MeCP2 Is Expressed Both in PV+ and SOM+ Neurons in Various Brain Regions

To confirm that MeCP2 is expressed in PV+ and SOM+ neurons, we stained brain sections from adult SOM-Cre: Ai9 mice, which express a tdTomato reporter in SOM+ neurons, with antibodies for MeCP2 and PV. Both PV+ and SOM+ neurons expressed MeCP2 in various brain regions (Figure 1A). MeCP2 signal was comparable between PV+ and SOM+ neurons in the CA1 region of the hippocampus (n = 5 mice, p = 0.96, paired t test) and in the striatum (n = 5 mice, p = 0.19, paired t test), while the signal was somewhat stronger in SOM+ neurons in the cortex (layer 2/3, n = 5 mice, p = 0.013, paired t test) (Figure 1B).
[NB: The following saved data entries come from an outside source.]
use rand::rngs::StdRng;
use rand::{Rng, SeedableRng};
use std::collections::HashMap;
use std::sync::atomic::{AtomicUsize, Ordering};

use crate::error::{StoreError, StoreResult};
use crate::lock::LockScope;
use crate::model::{
    Contact, ContactId, ContactLink, IdentifyRequest, LinkPrecedence, NewContact,
};
use crate::store::{ContactStore, ContactTxn, StoreMetrics};

/// Build a contact without a store, for planner and view fixtures.
pub fn fixture_contact(
    id: u32,
    created_at: i64,
    email: Option<&str>,
    phone_number: Option<&str>,
    link: ContactLink,
) -> Contact {
    NewContact {
        email: email.map(str::to_string),
        phone_number: phone_number.map(str::to_string),
        link,
    }
    .into_contact(ContactId(id), created_at)
}

/// Write a contact directly, bypassing reconciliation. Lets tests set up
/// clusters the engine would never produce on its own.
pub fn seed_contact(
    store: &dyn ContactStore,
    email: Option<&str>,
    phone_number: Option<&str>,
    link: ContactLink,
) -> StoreResult<Contact> {
    let mut txn = store.begin(&LockScope::new())?;
    let contact = txn.create(NewContact {
        email: email.map(str::to_string),
        phone_number: phone_number.map(str::to_string),
        link,
    })?;
    txn.commit()?;
    Ok(contact)
}

/// Check every cluster invariant over the committed contents of `store`.
pub fn check_cluster_invariants(store: &dyn ContactStore) -> Result<(), String> {
    let contacts = store.all_contacts().map_err(|err| err.to_string())?;
    let by_id: HashMap<ContactId, &Contact> =
        contacts.iter().map(|contact| (contact.id, contact)).collect();

    for contact in &contacts {
        match (contact.link_precedence, contact.linked_id) {
            (LinkPrecedence::Primary, None) => {}
            (LinkPrecedence::Primary, Some(linked)) => {
                return Err(format!("primary {} links to {linked}", contact.id));
            }
            (LinkPrecedence::Secondary, None) => {
                return Err(format!("secondary {} has no primary", contact.id));
            }
            (LinkPrecedence::Secondary, Some(primary_id)) => {
                let primary = by_id.get(&primary_id).ok_or_else(|| {
                    format!("{} links to missing contact {primary_id}", contact.id)
                })?;
                if !primary.is_primary() {
                    return Err(format!(
                        "{} links to {primary_id}, which is not a primary",
                        contact.id
                    ));
                }
                if primary.creation_key() > contact.creation_key() {
                    return Err(format!(
                        "{} is older than its primary {primary_id}",
                        contact.id
                    ));
                }
            }
        }
    }
    Ok(())
}

/// Email and phone values shared by more than one cluster. Reconciliation
/// never leaves any behind.
pub fn values_split_across_clusters(store: &dyn ContactStore) -> StoreResult<Vec<String>> {
    let contacts = store.all_contacts()?;
    let mut owner: HashMap<String, ContactId> = HashMap::new();
    let mut split = Vec::new();
    for contact in &contacts {
        for key in contact.identity_keys() {
            let key = key.to_string();
            match owner.get(&key) {
                Some(primary) if *primary != contact.primary_id() => split.push(key),
                Some(_) => {}
                None => {
                    owner.insert(key, contact.primary_id());
                }
            }
        }
    }
    Ok(split)
}

/// Store wrapper that fails the `n`th staged write (counting from one)
/// across all of its transactions, or every commit.
pub struct FlakyStore<S> {
    inner: S,
    fail_at: usize,
    fail_commit: bool,
    writes: AtomicUsize,
}

impl<S: ContactStore> FlakyStore<S> {
    pub fn new(inner: S, fail_at: usize) -> Self {
        Self {
            inner,
            fail_at,
            fail_commit: false,
            writes: AtomicUsize::new(0),
        }
    }

    /// Accept every write and refuse every commit instead.
    pub fn fail_on_commit(inner: S) -> Self {
        Self {
            fail_commit: true,
            ..Self::new(inner, 0)
        }
    }

    /// Writes attempted so far, the refused one included.
    pub fn writes_seen(&self) -> usize {
        self.writes.load(Ordering::SeqCst)
    }

    pub fn inner(&self) -> &S {
        &self.inner
    }
}

impl<S: ContactStore> ContactStore for FlakyStore<S> {
    fn begin(&self, scope: &LockScope) -> StoreResult<Box<dyn ContactTxn + '_>> {
        Ok(Box::new(FlakyTxn {
            inner: self.inner.begin(scope)?,
            fail_at: self.fail_at,
            fail_commit: self.fail_commit,
            writes: &self.writes,
        }))
    }

    fn get_contact(&self, id: ContactId) -> StoreResult<Option<Contact>> {
        self.inner.get_contact(id)
    }

    fn all_contacts(&self) -> StoreResult<Vec<Contact>> {
        self.inner.all_contacts()
    }

    fn metrics(&self) -> StoreMetrics {
        self.inner.metrics()
    }
}

struct FlakyTxn<'a> {
    inner: Box<dyn ContactTxn + 'a>,
    fail_at: usize,
    fail_commit: bool,
    writes: &'a AtomicUsize,
}

impl FlakyTxn<'_> {
    fn count_write(&self) -> StoreResult<()> {
        let write = self.writes.fetch_add(1, Ordering::SeqCst) + 1;
        if write == self.fail_at {
            return Err(StoreError::Injected(format!("write {write} refused")));
        }
        Ok(())
    }
}

impl ContactTxn for FlakyTxn<'_> {
    fn find_matching(
        &self,
        email: Option<&str>,
        phone_number: Option<&str>,
    ) -> StoreResult<Vec<Contact>> {
        self.inner.find_matching(email, phone_number)
    }

    fn find_cluster(&self, primary_id: ContactId) -> StoreResult<Vec<Contact>> {
        self.inner.find_cluster(primary_id)
    }

    fn create(&mut self, contact: NewContact) -> StoreResult<Contact> {
        self.count_write()?;
        self.inner.create(contact)
    }

    fn update(&mut self, id: ContactId, link: ContactLink) -> StoreResult<Contact> {
        self.count_write()?;
        self.inner.update(id, link)
    }

    fn commit(self: Box<Self>) -> StoreResult<()> {
        if self.fail_commit {
            return Err(StoreError::Injected("commit refused".to_string()));
        }
        self.inner.commit()
    }
}

/// Generate identify requests drawn from small email and phone pools so that
/// matches, extensions and bridges all occur.
pub fn generate_requests(count: usize, pool: usize, seed: u64) -> Vec<IdentifyRequest> {
    let mut rng = StdRng::seed_from_u64(seed);
    let pool = pool.max(1);
    let mut requests = Vec::with_capacity(count);

    for _ in 0..count {
        let email = format!("person_{:04}@example.com", rng.random_range(0..pool));
        let phone = format!("555-{:04}", rng.random_range(0..pool));
        let request = match rng.random_range(0..4) {
            0 => IdentifyRequest::new(Some(&email), None),
            1 => IdentifyRequest::new(None, Some(&phone)),
            _ => IdentifyRequest::new(Some(&email), Some(&phone)),
        };
        requests.push(request);
    }

    requests
}
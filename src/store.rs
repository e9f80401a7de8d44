//! # Store Module
//!
//! The record-store interface the reconciliation core depends on, plus the
//! in-memory implementation.
//!
//! Every read and write happens inside a [`ContactTxn`] opened for a
//! [`LockScope`]. Writes are staged in the transaction and become visible to
//! other transactions only on [`ContactTxn::commit`]; dropping an uncommitted
//! transaction discards them.

use crate::error::{StoreError, StoreResult};
use crate::lock::{KeyLocks, LockScope, ScopeGuard};
use crate::model::{sort_by_creation, Contact, ContactId, ContactLink, NewContact};
use hashbrown::HashMap;
use parking_lot::RwLock;
use std::collections::BTreeMap;
use std::sync::atomic::{AtomicI64, AtomicU32, AtomicU64, Ordering};
use std::time::{SystemTime, UNIX_EPOCH};

/// Counters describing committed store activity.
#[derive(Debug, Clone, Copy, Default, PartialEq, Eq)]
pub struct StoreMetrics {
    pub contacts: usize,
    pub creates: u64,
    pub updates: u64,
    pub commits: u64,
    pub rollbacks: u64,
}

impl StoreMetrics {
    /// Committed row writes (creates plus updates).
    pub fn writes(&self) -> u64 {
        self.creates + self.updates
    }
}

/// Durable keyed storage of contacts.
pub trait ContactStore: Send + Sync {
    /// Open a transaction holding every key in `scope`. Blocks while another
    /// transaction holds any of them.
    fn begin(&self, scope: &LockScope) -> StoreResult<Box<dyn ContactTxn + '_>>;

    /// Committed state of a single contact.
    fn get_contact(&self, id: ContactId) -> StoreResult<Option<Contact>>;

    /// Every committed contact in creation order.
    fn all_contacts(&self) -> StoreResult<Vec<Contact>>;

    fn metrics(&self) -> StoreMetrics;
}

/// A scoped, atomic unit of reads and writes.
pub trait ContactTxn {
    /// Contacts sharing the email or the phone number, in creation order.
    fn find_matching(
        &self,
        email: Option<&str>,
        phone_number: Option<&str>,
    ) -> StoreResult<Vec<Contact>>;

    /// The primary and every contact linked to it, in creation order.
    fn find_cluster(&self, primary_id: ContactId) -> StoreResult<Vec<Contact>>;

    /// Stage a new contact. The store assigns its id and creation time.
    fn create(&mut self, contact: NewContact) -> StoreResult<Contact>;

    /// Stage a rewrite of a contact's link.
    fn update(&mut self, id: ContactId, link: ContactLink) -> StoreResult<Contact>;

    /// Make every staged write visible at once.
    fn commit(self: Box<Self>) -> StoreResult<()>;
}

/// Writes staged by an open transaction, keyed by contact id.
#[derive(Debug, Default)]
pub(crate) struct StagedWrites {
    contacts: BTreeMap<ContactId, Contact>,
    creates: u64,
    updates: u64,
}

impl StagedWrites {
    pub(crate) fn get(&self, id: ContactId) -> Option<&Contact> {
        self.contacts.get(&id)
    }

    pub(crate) fn is_empty(&self) -> bool {
        self.contacts.is_empty()
    }

    pub(crate) fn counts(&self) -> (u64, u64) {
        (self.creates, self.updates)
    }

    pub(crate) fn stage_create(&mut self, contact: Contact) {
        self.creates += 1;
        self.contacts.insert(contact.id, contact);
    }

    pub(crate) fn stage_update(&mut self, contact: Contact) {
        self.updates += 1;
        self.contacts.insert(contact.id, contact);
    }

    /// Lay staged rows over committed ones and keep those matching `keep`.
    pub(crate) fn overlay<F>(&self, committed: Vec<Contact>, keep: F) -> Vec<Contact>
    where
        F: Fn(&Contact) -> bool,
    {
        let mut merged: BTreeMap<ContactId, Contact> = committed
            .into_iter()
            .map(|contact| (contact.id, contact))
            .collect();
        for (id, contact) in &self.contacts {
            merged.insert(*id, contact.clone());
        }
        let mut contacts: Vec<Contact> =
            merged.into_values().filter(|contact| keep(contact)).collect();
        sort_by_creation(&mut contacts);
        contacts
    }

    pub(crate) fn into_contacts(self) -> impl Iterator<Item = Contact> {
        self.contacts.into_values()
    }
}

/// Hands out strictly increasing creation timestamps in unix microseconds.
#[derive(Debug, Default)]
pub struct CreationClock {
    last: AtomicI64,
}

impl CreationClock {
    pub fn starting_after(last: i64) -> Self {
        Self {
            last: AtomicI64::new(last),
        }
    }

    pub fn tick(&self) -> i64 {
        let now = now_micros();
        let previous = self
            .last
            .fetch_update(Ordering::SeqCst, Ordering::SeqCst, |last| {
                Some(now.max(last + 1))
            })
            .unwrap_or_else(|last| last);
        now.max(previous + 1)
    }

    pub fn last(&self) -> i64 {
        self.last.load(Ordering::SeqCst)
    }
}

fn now_micros() -> i64 {
    SystemTime::now()
        .duration_since(UNIX_EPOCH)
        .map(|elapsed| i64::try_from(elapsed.as_micros()).unwrap_or(i64::MAX))
        .unwrap_or(0)
}

/// Hands out contact ids. Ids of rolled-back creates are not reused.
#[derive(Debug)]
pub struct IdAllocator {
    next: AtomicU32,
}

impl IdAllocator {
    pub fn starting_at(next: u32) -> Self {
        Self {
            next: AtomicU32::new(next.max(1)),
        }
    }

    pub fn allocate(&self) -> ContactId {
        ContactId(self.next.fetch_add(1, Ordering::SeqCst))
    }

    pub fn peek(&self) -> u32 {
        self.next.load(Ordering::SeqCst)
    }
}

impl Default for IdAllocator {
    fn default() -> Self {
        Self::starting_at(1)
    }
}

#[derive(Debug, Default)]
struct StoreState {
    contacts: HashMap<ContactId, Contact>,
    by_email: HashMap<String, Vec<ContactId>>,
    by_phone: HashMap<String, Vec<ContactId>>,
    by_primary: HashMap<ContactId, Vec<ContactId>>,
}

impl StoreState {
    fn upsert(&mut self, contact: Contact) {
        match self.contacts.get(&contact.id) {
            Some(previous) => {
                if let Some(old_primary) = previous.linked_id {
                    if let Some(members) = self.by_primary.get_mut(&old_primary) {
                        members.retain(|id| *id != contact.id);
                    }
                }
            }
            None => {
                if let Some(email) = &contact.email {
                    self.by_email.entry(email.clone()).or_default().push(contact.id);
                }
                if let Some(phone) = &contact.phone_number {
                    self.by_phone.entry(phone.clone()).or_default().push(contact.id);
                }
            }
        }
        if let Some(primary) = contact.linked_id {
            self.by_primary.entry(primary).or_default().push(contact.id);
        }
        self.contacts.insert(contact.id, contact);
    }

    fn collect(&self, ids: impl IntoIterator<Item = ContactId>) -> Vec<Contact> {
        ids.into_iter()
            .filter_map(|id| self.contacts.get(&id).cloned())
            .collect()
    }
}

/// In-memory contact store.
#[derive(Debug, Default)]
pub struct Store {
    state: RwLock<StoreState>,
    locks: KeyLocks,
    ids: IdAllocator,
    clock: CreationClock,
    creates: AtomicU64,
    updates: AtomicU64,
    commits: AtomicU64,
    rollbacks: AtomicU64,
}

impl Store {
    pub fn new() -> Self {
        Self::default()
    }

    pub fn len(&self) -> usize {
        self.state.read().contacts.len()
    }

    pub fn is_empty(&self) -> bool {
        self.state.read().contacts.is_empty()
    }

    fn apply(&self, staged: StagedWrites) {
        let (creates, updates) = staged.counts();
        let mut state = self.state.write();
        for contact in staged.into_contacts() {
            state.upsert(contact);
        }
        drop(state);
        self.creates.fetch_add(creates, Ordering::Relaxed);
        self.updates.fetch_add(updates, Ordering::Relaxed);
        self.commits.fetch_add(1, Ordering::Relaxed);
    }
}

impl ContactStore for Store {
    fn begin(&self, scope: &LockScope) -> StoreResult<Box<dyn ContactTxn + '_>> {
        let guard = self.locks.acquire(scope);
        Ok(Box::new(StoreTxn {
            store: self,
            staged: StagedWrites::default(),
            _guard: guard,
        }))
    }

    fn get_contact(&self, id: ContactId) -> StoreResult<Option<Contact>> {
        Ok(self.state.read().contacts.get(&id).cloned())
    }

    fn all_contacts(&self) -> StoreResult<Vec<Contact>> {
        let mut contacts: Vec<Contact> = self.state.read().contacts.values().cloned().collect();
        sort_by_creation(&mut contacts);
        Ok(contacts)
    }

    fn metrics(&self) -> StoreMetrics {
        StoreMetrics {
            contacts: self.len(),
            creates: self.creates.load(Ordering::Relaxed),
            updates: self.updates.load(Ordering::Relaxed),
            commits: self.commits.load(Ordering::Relaxed),
            rollbacks: self.rollbacks.load(Ordering::Relaxed),
        }
    }
}

struct StoreTxn<'a> {
    store: &'a Store,
    staged: StagedWrites,
    _guard: ScopeGuard,
}

impl StoreTxn<'_> {
    fn current(&self, id: ContactId) -> Option<Contact> {
        self.staged
            .get(id)
            .cloned()
            .or_else(|| self.store.state.read().contacts.get(&id).cloned())
    }
}

impl ContactTxn for StoreTxn<'_> {
    fn find_matching(
        &self,
        email: Option<&str>,
        phone_number: Option<&str>,
    ) -> StoreResult<Vec<Contact>> {
        let committed = {
            let state = self.store.state.read();
            let by_email = email
                .and_then(|email| state.by_email.get(email))
                .into_iter()
                .flatten();
            let by_phone = phone_number
                .and_then(|phone| state.by_phone.get(phone))
                .into_iter()
                .flatten();
            state.collect(by_email.chain(by_phone).copied())
        };
        Ok(self
            .staged
            .overlay(committed, |contact| contact.matches(email, phone_number)))
    }

    fn find_cluster(&self, primary_id: ContactId) -> StoreResult<Vec<Contact>> {
        let committed = {
            let state = self.store.state.read();
            let members = state.by_primary.get(&primary_id).into_iter().flatten();
            state.collect(std::iter::once(primary_id).chain(members.copied()))
        };
        Ok(self.staged.overlay(committed, |contact| {
            contact.id == primary_id || contact.linked_id == Some(primary_id)
        }))
    }

    fn create(&mut self, contact: NewContact) -> StoreResult<Contact> {
        let id = self.store.ids.allocate();
        let created = contact.into_contact(id, self.store.clock.tick());
        self.staged.stage_create(created.clone());
        Ok(created)
    }

    fn update(&mut self, id: ContactId, link: ContactLink) -> StoreResult<Contact> {
        let updated = self
            .current(id)
            .ok_or(StoreError::UnknownContact(id))?
            .with_link(link);
        self.staged.stage_update(updated.clone());
        Ok(updated)
    }

    fn commit(mut self: Box<Self>) -> StoreResult<()> {
        let staged = std::mem::take(&mut self.staged);
        self.store.apply(staged);
        Ok(())
    }
}

impl Drop for StoreTxn<'_> {
    fn drop(&mut self) {
        if !self.staged.is_empty() {
            self.store.rollbacks.fetch_add(1, Ordering::Relaxed);
        }
    }
}
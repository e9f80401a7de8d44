//! Unified configuration for the unicontact server.
//!
//! Configuration is loaded with precedence: CLI args > Env vars > Config file > Defaults
//!
//! Environment variables use the `UNICONTACT_` prefix and a double underscore
//! between nesting levels, e.g. `UNICONTACT_STORAGE__DATA_DIR`.
//!
//! # Example config file (unicontact.toml)
//! ```toml
//! [server]
//! listen = "0.0.0.0:3000"
//!
//! [storage]
//! data_dir = "/var/lib/unicontact"
//!
//! [log]
//! filter = "unicontact_rs=debug,info"
//! ```

mod defaults;

pub use defaults::*;

use figment::{
    providers::{Env, Format, Serialized, Toml},
    Figment,
};
use serde::{Deserialize, Serialize};
use std::net::SocketAddr;
use std::path::PathBuf;

/// Main configuration for unicontact components.
#[derive(Debug, Clone, Default, Serialize, Deserialize)]
#[serde(default)]
pub struct UniContactConfig {
    /// HTTP server configuration
    pub server: ServerConfig,
    /// Contact store configuration
    pub storage: StorageConfig,
    /// Reconciliation engine tuning
    pub reconcile: ReconcileConfig,
    /// Logging configuration
    pub log: LogConfig,
}

impl UniContactConfig {
    /// Load configuration with precedence: CLI args > Env > File > Defaults
    ///
    /// # Arguments
    /// * `config_path` - Optional path to TOML config file
    /// * `overrides` - CLI overrides to apply on top
    pub fn load(
        config_path: Option<&str>,
        overrides: ConfigOverrides,
    ) -> Result<Self, ConfigError> {
        Self::figment(config_path, overrides)
            .extract()
            .map_err(ConfigError::from)
    }

    /// Load from environment and optional config file only (no CLI overrides)
    pub fn from_env(config_path: Option<&str>) -> Result<Self, ConfigError> {
        Self::load(config_path, ConfigOverrides::default())
    }

    fn figment(config_path: Option<&str>, overrides: ConfigOverrides) -> Figment {
        let mut figment = Figment::new().merge(Serialized::defaults(UniContactConfig::default()));

        // Layer 1: Config file (if provided)
        if let Some(path) = config_path {
            figment = figment.merge(Toml::file(path));
        }

        // Layer 2: Environment variables with UNICONTACT_ prefix
        figment = figment.merge(Env::prefixed("UNICONTACT_").split("__"));

        // Layer 3: CLI overrides
        figment.merge(Serialized::defaults(overrides))
    }
}

/// HTTP server configuration.
#[derive(Debug, Clone, Serialize, Deserialize)]
#[serde(default)]
pub struct ServerConfig {
    /// Listen address
    pub listen: SocketAddr,
}

impl Default for ServerConfig {
    fn default() -> Self {
        Self {
            listen: SocketAddr::from((DEFAULT_LISTEN_IP, DEFAULT_LISTEN_PORT)),
        }
    }
}

/// Contact store configuration.
#[derive(Debug, Clone, Serialize, Deserialize)]
#[serde(default)]
pub struct StorageConfig {
    /// Data directory for the persistent store. In-memory when unset.
    pub data_dir: Option<PathBuf>,
    /// Run RocksDB repair before opening
    pub repair: bool,
    /// Decoded contacts kept in the LRU cache
    pub cache_capacity: usize,
}

impl Default for StorageConfig {
    fn default() -> Self {
        Self {
            data_dir: None,
            repair: false,
            cache_capacity: DEFAULT_CACHE_CAPACITY,
        }
    }
}

/// Reconciliation engine tuning.
#[derive(Debug, Clone, Copy, PartialEq, Eq, Serialize, Deserialize)]
#[serde(default)]
pub struct ReconcileConfig {
    /// Lock-scope widenings allowed per observation
    pub max_scope_attempts: usize,
}

impl Default for ReconcileConfig {
    fn default() -> Self {
        Self {
            max_scope_attempts: DEFAULT_MAX_SCOPE_ATTEMPTS,
        }
    }
}

/// Logging configuration.
#[derive(Debug, Clone, Serialize, Deserialize)]
#[serde(default)]
pub struct LogConfig {
    /// `tracing_subscriber::EnvFilter` directive, used when `RUST_LOG` is unset
    pub filter: String,
}

impl Default for LogConfig {
    fn default() -> Self {
        Self {
            filter: DEFAULT_LOG_FILTER.to_string(),
        }
    }
}

/// CLI overrides that take precedence over file and env config.
#[derive(Debug, Clone, Default, Serialize, Deserialize)]
#[serde(default)]
pub struct ConfigOverrides {
    #[serde(skip_serializing_if = "Option::is_none")]
    pub server: Option<ServerOverrides>,
    #[serde(skip_serializing_if = "Option::is_none")]
    pub storage: Option<StorageOverrides>,
}

#[derive(Debug, Clone, Default, Serialize, Deserialize)]
#[serde(default)]
pub struct ServerOverrides {
    #[serde(skip_serializing_if = "Option::is_none")]
    pub listen: Option<SocketAddr>,
}

#[derive(Debug, Clone, Default, Serialize, Deserialize)]
#[serde(default)]
pub struct StorageOverrides {
    #[serde(skip_serializing_if = "Option::is_none")]
    pub data_dir: Option<PathBuf>,
    #[serde(skip_serializing_if = "Option::is_none")]
    pub repair: Option<bool>,
}

/// Configuration error.
#[derive(Debug, thiserror::Error)]
#[error("configuration error: {message}")]
pub struct ConfigError {
    pub message: String,
}

impl From<figment::Error> for ConfigError {
    fn from(e: figment::Error) -> Self {
        Self {
            message: e.to_string(),
        }
    }
}
//! # Errors
//!
//! Typed failures surfaced by the reconciliation core. Validation failures are
//! raised before any store access; store failures are never recovered inside
//! the engine and always leave the store as it was before the call.

use crate::model::ContactId;
use thiserror::Error;

/// Rejection of an inbound observation.
#[derive(Debug, Clone, PartialEq, Eq, Error)]
pub enum ValidationError {
    /// Neither an email nor a phone number was supplied.
    #[error("email or phoneNumber required")]
    MissingIdentifier,
}

/// Failure of the underlying record store.
#[derive(Debug, Error)]
pub enum StoreError {
    #[error("storage backend failure: {0}")]
    Backend(#[from] rocksdb::Error),
    #[error("contact encoding failure: {0}")]
    Codec(#[from] bincode::Error),
    /// Persisted data violates a cluster invariant or the storage layout.
    #[error("corrupt contact data: {0}")]
    Corrupt(String),
    #[error("unknown contact {0}")]
    UnknownContact(ContactId),
    /// Concurrent bridges kept widening the lock scope.
    #[error("lock scope did not settle after {attempts} attempts")]
    ScopeUnstable { attempts: usize },
    #[error("injected store failure: {0}")]
    Injected(String),
}

/// Error returned by [`crate::Unicontact::identify`].
#[derive(Debug, Error)]
pub enum ReconcileError {
    #[error(transparent)]
    Validation(#[from] ValidationError),
    #[error(transparent)]
    Store(#[from] StoreError),
}

pub type StoreResult<T> = Result<T, StoreError>;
We also confirmed that there was little overlap between PV+ and SOM+ cells, which was consistent with previous reports (Rudy et al., 2011); cells expressing both PV and SOM accounted for 3.7% ± 2.8% of neurons in the cortex (layer 2/3) and 5.7% ± 2.8% in the hippocampus (CA1) (n = 5 mice); however, these values may be overestimated, as the SOM-Cre:Ai9 line labels SOM+ cells throughout development.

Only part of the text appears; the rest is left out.